- MATERIAL FOR THIS EXERCISE

use crate::error::{CliError, Result};
use std::fs::File;
use std::path::Path;
use tracing_subscriber::{
    filter::LevelFilter,
    fmt::{self},
    prelude::*,
};

fn level_filter(verbosity: u8, quiet: bool) -> LevelFilter {
    if quiet {
        return LevelFilter::OFF;
    }
    match verbosity {
        0 => LevelFilter::WARN,
        1 => LevelFilter::INFO,
        2 => LevelFilter::DEBUG,
        _ => LevelFilter::TRACE,
    }
}

/// Installs the global subscriber: compact stderr output, plus a plain-text
/// copy in `log_file` when given.
pub fn setup_logging(verbosity: u8, quiet: bool, log_file: Option<&Path>) -> Result<()> {
    let stderr_layer = fmt::layer()
        .with_writer(std::io::stderr)
        .with_ansi(true)
        .with_target(false)
        .compact();

    let subscriber = tracing_subscriber::registry()
        .with(level_filter(verbosity, quiet))
        .with(stderr_layer);

    let installed = match log_file {
        Some(path) => {
            let file = File::create(path)?;
            let file_layer = fmt::layer()
                .with_writer(file)
                .with_ansi(false)
                .with_thread_ids(true)
                .with_target(true);
            subscriber.with(file_layer).try_init()
        }
        None => subscriber.try_init(),
    };

    installed.map_err(|e| CliError::Other(anyhow::anyhow!("Failed to install logger: {}", e)))
}

#[cfg(test)]
mod tests {
    use super::*;
    use serial_test::serial;
    use std::path::PathBuf;
    use std::sync::Once;
    use tracing::{debug, error, info, trace, warn};

    static INIT: Once = Once::new();

    fn ensure_global_logger_is_set() {
        INIT.call_once(|| {
            setup_logging(3, false, None).expect("Failed to set up global logger for tests");
        });
    }

    #[test]
    fn verbosity_maps_to_levels() {
        assert_eq!(level_filter(0, false), LevelFilter::WARN);
        assert_eq!(level_filter(1, false), LevelFilter::INFO);
        assert_eq!(level_filter(2, false), LevelFilter::DEBUG);
        assert_eq!(level_filter(7, false), LevelFilter::TRACE);
        assert_eq!(level_filter(3, true), LevelFilter::OFF);
    }

    #[test]
    #[serial]
    fn initialization_and_macros_work() {
        ensure_global_logger_is_set();

        error!("This is an error");
        warn!("This is a warning");
        info!("This is info");
        debug!("This is debug");
        trace!("This is trace");
    }

    #[test]
    #[serial]
    fn second_initialization_is_an_error() {
        ensure_global_logger_is_set();
        assert!(matches!(
            setup_logging(0, false, None),
            Err(CliError::Other(_))
        ));
    }

    #[test]
    #[serial]
    fn file_layer_writes_plain_text_with_thread_ids() {
        let temp_dir = tempfile::tempdir().unwrap();
        let log_path = temp_dir.path().join("qcset.log");

        let file = File::create(&log_path).unwrap();
        let file_layer = fmt::layer()
            .with_writer(file)
            .with_ansi(false)
            .with_thread_ids(true);
        let subscriber = tracing_subscriber::registry().with(file_layer);

        tracing::subscriber::with_default(subscriber, || {
            debug!("Message for file-only test.");
        });

        let content = std::fs::read_to_string(log_path).unwrap();
        assert!(content.contains("Message for file-only test."));
        assert!(content.contains("DEBUG"));
        assert!(content.contains("ThreadId"));
    }

    #[test]
    #[serial]
    fn invalid_log_file_path_propagates_error() {
        let invalid_path = PathBuf::from("/");

        if cfg!(unix) && invalid_path.is_dir() {
            let result = setup_logging(0, false, Some(&invalid_path));
            assert!(matches!(result, Err(CliError::Io(_))));
        }
    }
}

- WHAT IS BEING ASKED
Take the lines from the top of the data through the one that contains "let stderr_layer = fmt::layer()" and copy them exactly, leaving out every line after it.

- TASK RESPONSE
use crate::error::{CliError, Result};
use std::fs::File;
use std::path::Path;
use tracing_subscriber::{
    filter::LevelFilter,
    fmt::{self},
    prelude::*,
};

fn level_filter(verbosity: u8, quiet: bool) -> LevelFilter {
    if quiet {
        return LevelFilter::OFF;
    }
    match verbosity {
        0 => LevelFilter::WARN,
        1 => LevelFilter::INFO,
        2 => LevelFilter::DEBUG,
        _ => LevelFilter::TRACE,
    }
}

/// Installs the global subscriber: compact stderr output, plus a plain-text
/// copy in `log_file` when given.
pub fn setup_logging(verbosity: u8, quiet: bool, log_file: Option<&Path>) -> Result<()> {
    let stderr_layer = fmt::layer()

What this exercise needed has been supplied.